The second important thing to have in mind here is the medium used to store your documentation. Is your documentation plain text or video (or both)? In the case of text: do you want it publically available on your website, are you looking for an easy-to-use private platform? In the case of video: are publishing it on YouTube, are you storing it in a private cloud? Again, there is no answer to any of the questions risen above. It depends on your use case and the receivers of that documentation. But, if there is a piece of advice I can give about video documentation: don’t do it if you are using a very poor quality camera! A video prepared with poor quality camera in combination with very low internet bandwidth will make the video practically impossible to watch.
The reason we create documentation is to make sure that people will be able to find answers for any issues or problems they are facing and want to resolve. This being the case, you should always create it while putting yourself into the receivers’ shoes. Knowing who is the audience will help you use the proper tone of voice and vocabulary. A few examples:
Besides using the proper vocabulary, another reason why oftentimes documentation is not effective is because it is not well organized. Before you start writing (or filming) I would highly recommend spending some time organizing your thoughts and prioritizing different sections.

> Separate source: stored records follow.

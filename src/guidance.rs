use std::sync::Arc;

use crate::api::client::BackendHandle;
use crate::api::models::{CategoryType, DescriptionMatch, DisputeCategory, GuidanceResult};
use crate::cache::{CacheKey, CacheStore};
use crate::error::{PortalError, RemoteError, ValidationError};

/// Below this confidence the free-text lookup is treated as "no confident
/// match" and only the best-match category is surfaced as a suggestion.
pub const DEFAULT_CONFIDENCE_THRESHOLD: f64 = 0.6;

/// Client-side reading of a [`DescriptionMatch`] against the confidence
/// threshold.
#[derive(Debug, Clone, PartialEq)]
pub enum DescriptionGuidance {
    /// Confident full match; render the guidance document.
    Match(GuidanceResult),
    /// No confident match; offer the closest category as a starting point.
    Suggestion(DisputeCategory),
    /// The backend found nothing usable.
    NoMatch,
}

/// Read paths for dispute guidance. The category list is cached; per-category
/// and free-text lookups are user-initiated one-shots and hit the backend
/// every time.
pub struct GuidanceService {
    backend: Arc<BackendHandle>,
    cache: Arc<CacheStore>,
    confidence_threshold: f64,
}

impl GuidanceService {
    pub fn new(backend: Arc<BackendHandle>, cache: Arc<CacheStore>) -> Self {
        Self::with_threshold(backend, cache, DEFAULT_CONFIDENCE_THRESHOLD)
    }

    pub fn with_threshold(
        backend: Arc<BackendHandle>,
        cache: Arc<CacheStore>,
        confidence_threshold: f64,
    ) -> Self {
        Self {
            backend,
            cache,
            confidence_threshold,
        }
    }

    /// Full category list in backend order, cached under a fixed key until
    /// invalidated or explicitly refreshed.
    pub async fn all_categories(&self) -> Result<Vec<DisputeCategory>, PortalError> {
        if let Some(cached) = self.cache.get::<Vec<DisputeCategory>>(CacheKey::DisputeCategories) {
            return Ok(cached);
        }
        let client = self.backend.get()?;
        let categories = client.get_all_categories().await?;
        self.cache.set(CacheKey::DisputeCategories, &categories);
        Ok(categories)
    }

    /// Drop the cached list and fetch it again.
    pub async fn refresh_categories(&self) -> Result<Vec<DisputeCategory>, PortalError> {
        self.cache.invalidate(CacheKey::DisputeCategories);
        self.all_categories().await
    }

    /// One-shot guidance lookup for a category the user selected. Absence is
    /// a legitimate answer, not an error. A response carrying guidance for a
    /// *different* category violates the contract and is rejected.
    pub async fn guidance_by_category(
        &self,
        category: CategoryType,
    ) -> Result<Option<GuidanceResult>, PortalError> {
        let client = self.backend.get()?;
        let result = client.get_guidance_by_category(category).await?;
        if let Some(guidance) = &result {
            let got = guidance.category.category_type_enum;
            if got != category {
                return Err(RemoteError::Protocol(format!(
                    "requested guidance for {} but received {}",
                    category, got
                ))
                .into());
            }
        }
        Ok(result)
    }

    /// Free-text lookup. The text is required; classification against the
    /// confidence threshold happens here so callers only see the tri-state
    /// outcome.
    pub async fn guidance_by_description(
        &self,
        description: &str,
    ) -> Result<DescriptionGuidance, PortalError> {
        if description.trim().is_empty() {
            return Err(ValidationError::MissingField("description").into());
        }
        let client = self.backend.get()?;
        let matched = client.get_guidance_by_description(description.trim()).await?;
        Ok(self.classify(matched))
    }

    fn classify(&self, matched: DescriptionMatch) -> DescriptionGuidance {
        if matched.confidence >= self.confidence_threshold {
            if let Some(guidance) = matched.guidance {
                return DescriptionGuidance::Match(guidance);
            }
        }
        match matched.best_match {
            Some(category) => DescriptionGuidance::Suggestion(category),
            None => DescriptionGuidance::NoMatch,
        }
    }
}
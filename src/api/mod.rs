pub mod client;
pub mod http;
pub mod models;
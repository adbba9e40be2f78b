use async_trait::async_trait;
use reqwest::Client as HttpClient;
use serde::de::DeserializeOwned;

use crate::api::client::BackendClient;
use crate::api::models::{
    CategoryType, DescriptionMatch, DisputeCategory, GuidanceResult, RecentDevelopment,
    RecentDevelopmentInput, UserProfile, UserRole,
};
use crate::error::RemoteError;
use crate::utils::normalize_url;

/// JSON-over-HTTP implementation of the backend contract. Endpoints live
/// under `{base}/api/v1/`; an identity token, when present, is sent as a
/// bearer header. Timeout policy is left to the transport and deployment.
pub struct HttpBackendClient {
    http: HttpClient,
    base_api: String,
    token: Option<String>,
}

impl HttpBackendClient {
    pub fn new(base_url: &str, token: Option<String>) -> Self {
        Self {
            http: HttpClient::new(),
            base_api: Self::base_api(&normalize_url(base_url)),
            token,
        }
    }

    fn base_api(base_url: &str) -> String {
        let trimmed = base_url.trim_end_matches('/');
        if trimmed.ends_with("/api") {
            trimmed.to_string()
        } else {
            format!("{}/api", trimmed)
        }
    }

    fn endpoint(&self, path: &str) -> String {
        format!("{}/v1/{}", self.base_api, path)
    }

    fn with_auth(&self, mut req: reqwest::RequestBuilder) -> reqwest::RequestBuilder {
        if let Some(t) = &self.token {
            req = req.header("Authorization", format!("Bearer {}", t));
        }
        req
    }

    async fn status_error(resp: reqwest::Response) -> RemoteError {
        let status = resp.status().as_u16();
        let message = resp.text().await.unwrap_or_default();
        RemoteError::Status { status, message }
    }

    /// Send a request, failing on any non-success status.
    async fn send_checked(
        &self,
        req: reqwest::RequestBuilder,
    ) -> Result<reqwest::Response, RemoteError> {
        let resp = self.with_auth(req).send().await?;
        if !resp.status().is_success() {
            return Err(Self::status_error(resp).await);
        }
        Ok(resp)
    }

    async fn fetch<T: DeserializeOwned>(
        &self,
        req: reqwest::RequestBuilder,
    ) -> Result<T, RemoteError> {
        let body = self.send_checked(req).await?.text().await?;
        Ok(serde_json::from_str(&body)?)
    }

    /// Like `fetch`, but a 404 or an explicit null body means a legitimate
    /// empty result rather than an error.
    async fn fetch_optional<T: DeserializeOwned>(
        &self,
        req: reqwest::RequestBuilder,
    ) -> Result<Option<T>, RemoteError> {
        let resp = self.with_auth(req).send().await?;
        if resp.status().as_u16() == 404 {
            return Ok(None);
        }
        if !resp.status().is_success() {
            return Err(Self::status_error(resp).await);
        }
        let body = resp.text().await?;
        Ok(serde_json::from_str::<Option<T>>(&body)?)
    }
}

#[async_trait]
impl BackendClient for HttpBackendClient {
    async fn get_all_categories(&self) -> Result<Vec<DisputeCategory>, RemoteError> {
        self.fetch(self.http.get(self.endpoint("categories"))).await
    }

    async fn get_guidance_by_category(
        &self,
        category: CategoryType,
    ) -> Result<Option<GuidanceResult>, RemoteError> {
        let endpoint = self.endpoint(&format!("guidance/{}", category.as_str()));
        self.fetch_optional(self.http.get(endpoint)).await
    }

    async fn get_guidance_by_description(
        &self,
        description: &str,
    ) -> Result<DescriptionMatch, RemoteError> {
        let body = serde_json::json!({ "description": description });
        self.fetch(self.http.post(self.endpoint("guidance/match")).json(&body))
            .await
    }

    async fn get_all_developments(&self) -> Result<Vec<RecentDevelopment>, RemoteError> {
        self.fetch(self.http.get(self.endpoint("developments"))).await
    }

    async fn add_development(
        &self,
        input: &RecentDevelopmentInput,
    ) -> Result<RecentDevelopment, RemoteError> {
        self.fetch(self.http.post(self.endpoint("developments")).json(input))
            .await
    }

    async fn edit_development(
        &self,
        id: u64,
        input: &RecentDevelopmentInput,
    ) -> Result<RecentDevelopment, RemoteError> {
        let endpoint = self.endpoint(&format!("developments/{}", id));
        match self.fetch(self.http.put(endpoint).json(input)).await {
            Err(RemoteError::Status { status: 404, .. }) => Err(RemoteError::NotFound(id)),
            other => other,
        }
    }

    async fn get_caller_user_role(&self) -> Result<UserRole, RemoteError> {
        self.fetch(self.http.get(self.endpoint("me/role"))).await
    }

    async fn get_caller_user_profile(&self) -> Result<Option<UserProfile>, RemoteError> {
        self.fetch_optional(self.http.get(self.endpoint("me/profile")))
            .await
    }

    async fn save_caller_user_profile(&self, profile: &UserProfile) -> Result<(), RemoteError> {
        self.send_checked(self.http.put(self.endpoint("me/profile")).json(profile))
            .await?;
        Ok(())
    }

    async fn is_caller_admin(&self) -> Result<bool, RemoteError> {
        self.fetch(self.http.get(self.endpoint("me/is-admin"))).await
    }

    async fn get_user_profile(&self, principal: &str) -> Result<Option<UserProfile>, RemoteError> {
        let endpoint = self.endpoint(&format!("users/{}/profile", principal));
        self.fetch_optional(self.http.get(endpoint)).await
    }

    async fn assign_user_role(&self, principal: &str, role: UserRole) -> Result<(), RemoteError> {
        let endpoint = self.endpoint(&format!("users/{}/role", principal));
        self.send_checked(self.http.put(endpoint).json(&role))
            .await?;
        Ok(())
    }
}
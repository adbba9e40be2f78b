use std::fs;
use std::path::PathBuf;
use std::sync::Arc;

use directories::BaseDirs;
use serde::{Deserialize, Serialize};

use crate::api::client::BackendHandle;
use crate::api::http::HttpBackendClient;
use crate::auth::AuthService;
use crate::cache::CacheStore;
use crate::developments::DevelopmentService;
use crate::guidance::{DEFAULT_CONFIDENCE_THRESHOLD, GuidanceService};
use crate::identity::Session;

fn default_confidence_threshold() -> f64 {
    DEFAULT_CONFIDENCE_THRESHOLD
}

/// Portal settings, persisted as TOML in the platform config directory.
#[derive(Debug, Clone, Serialize, Deserialize)]
pub struct PortalConfig {
    pub base_url: String,
    pub token: Option<String>,
    #[serde(default = "default_confidence_threshold")]
    pub confidence_threshold: f64,
}

impl Default for PortalConfig {
    fn default() -> Self {
        Self {
            base_url: String::new(),
            token: None,
            confidence_threshold: DEFAULT_CONFIDENCE_THRESHOLD,
        }
    }
}

impl PortalConfig {
    fn toml_path() -> Option<PathBuf> {
        let base = BaseDirs::new()?;
        Some(base.config_dir().join("mediation-portal.toml"))
    }

    /// Read the config file, falling back to defaults when it is missing or
    /// unreadable.
    pub fn load() -> Self {
        if let Some(path) = Self::toml_path() {
            if let Ok(bytes) = fs::read(&path) {
                if let Ok(text) = String::from_utf8(bytes) {
                    if let Ok(config) = toml::from_str::<PortalConfig>(&text) {
                        return config;
                    }
                    log::warn!("ignoring malformed config at {}", path.display());
                }
            }
        }
        Self::default()
    }

    pub fn save(&self) -> std::io::Result<()> {
        if let Some(path) = Self::toml_path() {
            if let Some(parent) = path.parent() {
                let _ = fs::create_dir_all(parent);
            }
            let toml = toml::to_string_pretty(self)
                .map_err(|e| std::io::Error::new(std::io::ErrorKind::Other, e.to_string()))?;
            fs::write(path, toml)
        } else {
            Err(std::io::Error::new(
                std::io::ErrorKind::NotFound,
                "No config dir",
            ))
        }
    }
}

/// Application wiring: one cache, one backend handle, one session, and the
/// three data services sharing them. Built at startup, dropped at shutdown;
/// the cache lives exactly as long as this value.
pub struct Portal {
    pub backend: Arc<BackendHandle>,
    pub cache: Arc<CacheStore>,
    pub session: Session,
    pub guidance: GuidanceService,
    pub developments: DevelopmentService,
    pub auth: AuthService,
}

impl Portal {
    pub fn new() -> Self {
        Self::with_config(&PortalConfig::default())
    }

    pub fn with_config(config: &PortalConfig) -> Self {
        let backend = Arc::new(BackendHandle::new());
        let cache = Arc::new(CacheStore::new());
        Self {
            session: Session::new(cache.clone()),
            guidance: GuidanceService::with_threshold(
                backend.clone(),
                cache.clone(),
                config.confidence_threshold,
            ),
            developments: DevelopmentService::new(backend.clone(), cache.clone()),
            auth: AuthService::new(backend.clone(), cache.clone()),
            backend,
            cache,
        }
    }

    /// Install the HTTP transport described by the config. The session's
    /// token wins over the configured one. Returns whether the handle is
    /// ready; with no base URL the handle stays empty and every operation
    /// keeps failing fast.
    pub fn connect_http(&self, config: &PortalConfig) -> bool {
        if config.base_url.trim().is_empty() {
            log::warn!("no backend base URL configured; staying offline");
            return false;
        }
        let token = self
            .session
            .current()
            .and_then(|identity| identity.token)
            .or_else(|| config.token.clone());
        self.backend
            .install(Arc::new(HttpBackendClient::new(&config.base_url, token)));
        true
    }
}

impl Default for Portal {
    fn default() -> Self {
        Self::new()
    }
}

#[cfg(test)]
mod tests {
    use super::*;

    #[test]
    fn config_defaults_fill_missing_threshold() {
        let config: PortalConfig =
            toml::from_str("base_url = \"https://portal.example.org\"").unwrap();
        assert_eq!(config.confidence_threshold, DEFAULT_CONFIDENCE_THRESHOLD);
        assert_eq!(config.token, None);
    }

    #[test]
    fn portal_without_base_url_stays_offline() {
        let portal = Portal::new();
        assert!(!portal.connect_http(&PortalConfig::default()));
        assert!(!portal.backend.is_ready());
    }

    #[test]
    fn portal_with_base_url_becomes_ready() {
        let portal = Portal::new();
        let config = PortalConfig {
            base_url: "https://portal.example.org".to_string(),
            ..PortalConfig::default()
        };
        assert!(portal.connect_http(&config));
        assert!(portal.backend.is_ready());
    }
}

A “great documentation” besides that is easy to write should also be easy to maintain and update. Storing documentation as PDF files is a horrible example of maintenance because it is not easy to update frequently. The same goes for plain text documents, they are difficult to keep track of changes over time and can easily be “corrupted” either on purpose or accidentally by changing the content. The best approach is a platform that has “Edit” and “Save” buttons in order to make sure that unwanted edits are minimized. On a later blogpost I will share some suggestions that I have for such platforms.
Those who know me personally, know that I am not the most patient person on Earth, but I am always willing to try and figure out myself how to solve a problem before going to somebody that most probably will have a solution. In the beginning of 2021 I bought myself a new laptop and because it came with Windows 10 pre-installed I wanted to install and run Fedora on it. Soon I realized that this is not going to be easy because many BIOS configurations were either locked or disabled. Long story short, I spent an entire working day wandering around forums and docs pages trying to find a solution. I was avoiding YouTube videos on purpose because … I don’t have the patience to watch them! Anyways, I solved my problem the next morning by watching a 2 minutes video during my first 10 minutes at the office.
And because I have spent many hours of my life trying to understand documentation, I came up with the thoughts above.